*Task prompt:*
Among the lines of the data, copy those that hold "contains".

*Input:*
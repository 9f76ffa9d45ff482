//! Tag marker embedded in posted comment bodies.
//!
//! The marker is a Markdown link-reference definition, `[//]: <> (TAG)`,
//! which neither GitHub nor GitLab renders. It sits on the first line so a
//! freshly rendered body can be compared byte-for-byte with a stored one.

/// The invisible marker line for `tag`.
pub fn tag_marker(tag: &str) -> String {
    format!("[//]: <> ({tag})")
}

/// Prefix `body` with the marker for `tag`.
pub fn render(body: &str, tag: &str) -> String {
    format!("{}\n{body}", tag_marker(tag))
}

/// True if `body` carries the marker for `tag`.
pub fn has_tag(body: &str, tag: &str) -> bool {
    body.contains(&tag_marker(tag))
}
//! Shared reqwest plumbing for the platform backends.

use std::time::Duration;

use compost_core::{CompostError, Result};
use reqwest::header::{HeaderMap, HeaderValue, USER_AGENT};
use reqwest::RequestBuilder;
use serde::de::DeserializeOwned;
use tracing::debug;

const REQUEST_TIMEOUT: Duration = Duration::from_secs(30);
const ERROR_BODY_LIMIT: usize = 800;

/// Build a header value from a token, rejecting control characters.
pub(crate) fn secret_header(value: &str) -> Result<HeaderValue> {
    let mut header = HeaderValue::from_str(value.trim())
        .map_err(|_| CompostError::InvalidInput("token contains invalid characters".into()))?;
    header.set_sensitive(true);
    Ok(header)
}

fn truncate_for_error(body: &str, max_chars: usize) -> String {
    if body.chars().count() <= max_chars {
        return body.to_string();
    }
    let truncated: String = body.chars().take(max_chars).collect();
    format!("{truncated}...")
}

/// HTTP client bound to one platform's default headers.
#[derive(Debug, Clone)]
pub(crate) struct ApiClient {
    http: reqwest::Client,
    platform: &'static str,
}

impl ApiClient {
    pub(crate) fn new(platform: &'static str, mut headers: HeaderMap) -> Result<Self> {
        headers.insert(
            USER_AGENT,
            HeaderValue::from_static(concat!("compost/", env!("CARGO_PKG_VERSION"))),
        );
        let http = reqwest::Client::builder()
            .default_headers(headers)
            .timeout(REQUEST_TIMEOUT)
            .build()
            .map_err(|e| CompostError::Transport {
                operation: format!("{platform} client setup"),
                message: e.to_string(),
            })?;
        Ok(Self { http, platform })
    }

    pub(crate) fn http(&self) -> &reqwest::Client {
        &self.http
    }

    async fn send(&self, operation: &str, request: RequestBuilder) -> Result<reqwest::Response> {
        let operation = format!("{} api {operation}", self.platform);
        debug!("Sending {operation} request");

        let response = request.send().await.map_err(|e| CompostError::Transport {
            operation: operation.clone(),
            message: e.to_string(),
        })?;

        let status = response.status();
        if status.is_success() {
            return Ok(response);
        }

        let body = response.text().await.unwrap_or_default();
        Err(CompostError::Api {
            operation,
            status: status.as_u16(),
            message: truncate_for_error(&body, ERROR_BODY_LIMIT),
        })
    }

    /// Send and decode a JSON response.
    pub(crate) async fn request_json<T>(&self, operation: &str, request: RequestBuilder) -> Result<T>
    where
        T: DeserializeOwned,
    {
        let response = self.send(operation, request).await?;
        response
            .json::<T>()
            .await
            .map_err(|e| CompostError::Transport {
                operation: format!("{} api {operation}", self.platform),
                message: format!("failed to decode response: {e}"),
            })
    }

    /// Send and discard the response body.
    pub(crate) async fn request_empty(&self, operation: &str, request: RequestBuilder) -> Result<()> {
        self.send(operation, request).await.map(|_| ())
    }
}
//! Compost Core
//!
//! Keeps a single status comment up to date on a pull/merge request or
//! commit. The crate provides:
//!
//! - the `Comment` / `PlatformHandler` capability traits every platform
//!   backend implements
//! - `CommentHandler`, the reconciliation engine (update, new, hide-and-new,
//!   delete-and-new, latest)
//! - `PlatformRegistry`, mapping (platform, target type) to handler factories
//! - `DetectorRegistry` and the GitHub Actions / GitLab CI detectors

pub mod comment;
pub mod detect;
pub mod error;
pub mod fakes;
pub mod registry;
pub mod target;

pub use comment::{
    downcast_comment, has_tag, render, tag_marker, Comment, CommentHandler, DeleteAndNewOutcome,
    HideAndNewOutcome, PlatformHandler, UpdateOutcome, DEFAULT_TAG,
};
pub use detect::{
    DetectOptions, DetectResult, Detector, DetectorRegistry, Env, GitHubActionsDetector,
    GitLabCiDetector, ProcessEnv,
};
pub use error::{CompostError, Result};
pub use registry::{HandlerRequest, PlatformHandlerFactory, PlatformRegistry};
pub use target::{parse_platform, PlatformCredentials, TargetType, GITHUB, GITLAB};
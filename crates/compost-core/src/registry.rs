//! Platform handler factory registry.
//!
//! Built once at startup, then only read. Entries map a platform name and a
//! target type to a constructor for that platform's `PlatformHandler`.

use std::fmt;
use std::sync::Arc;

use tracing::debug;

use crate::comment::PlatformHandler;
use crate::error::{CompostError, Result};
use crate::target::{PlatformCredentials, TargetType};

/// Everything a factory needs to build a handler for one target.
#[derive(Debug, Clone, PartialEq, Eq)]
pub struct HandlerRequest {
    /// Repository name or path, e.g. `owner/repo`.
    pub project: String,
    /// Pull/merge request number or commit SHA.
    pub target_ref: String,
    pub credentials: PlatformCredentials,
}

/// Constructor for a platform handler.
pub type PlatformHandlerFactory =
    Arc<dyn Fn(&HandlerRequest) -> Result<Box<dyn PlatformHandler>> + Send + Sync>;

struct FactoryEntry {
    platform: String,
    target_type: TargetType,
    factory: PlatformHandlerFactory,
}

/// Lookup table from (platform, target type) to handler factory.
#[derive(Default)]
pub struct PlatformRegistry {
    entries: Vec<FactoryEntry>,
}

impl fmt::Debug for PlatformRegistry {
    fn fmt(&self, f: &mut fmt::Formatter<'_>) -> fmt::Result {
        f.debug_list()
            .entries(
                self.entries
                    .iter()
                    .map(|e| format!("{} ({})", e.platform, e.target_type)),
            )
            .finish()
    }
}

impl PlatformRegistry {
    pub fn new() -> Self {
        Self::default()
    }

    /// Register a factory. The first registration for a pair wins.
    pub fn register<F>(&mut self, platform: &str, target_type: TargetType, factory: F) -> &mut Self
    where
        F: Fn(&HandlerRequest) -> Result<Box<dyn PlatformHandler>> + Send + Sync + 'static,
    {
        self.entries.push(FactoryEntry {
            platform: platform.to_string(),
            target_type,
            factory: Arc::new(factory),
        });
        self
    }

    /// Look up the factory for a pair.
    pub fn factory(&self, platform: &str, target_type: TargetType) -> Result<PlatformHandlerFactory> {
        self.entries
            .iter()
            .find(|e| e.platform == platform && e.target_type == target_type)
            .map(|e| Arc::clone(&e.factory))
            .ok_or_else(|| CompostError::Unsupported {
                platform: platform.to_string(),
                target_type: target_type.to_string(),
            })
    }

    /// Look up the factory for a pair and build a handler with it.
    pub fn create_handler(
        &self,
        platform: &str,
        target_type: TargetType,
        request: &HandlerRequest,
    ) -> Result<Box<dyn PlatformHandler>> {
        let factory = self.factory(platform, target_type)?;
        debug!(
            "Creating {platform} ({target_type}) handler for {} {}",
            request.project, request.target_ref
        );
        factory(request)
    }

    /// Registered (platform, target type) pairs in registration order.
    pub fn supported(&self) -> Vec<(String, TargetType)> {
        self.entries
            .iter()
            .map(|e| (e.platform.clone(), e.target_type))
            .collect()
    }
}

*Response for this exercise:*
    body.contains(&tag_marker(tag))
        .map_err(|_| CompostError::InvalidInput("token contains invalid characters".into()))?;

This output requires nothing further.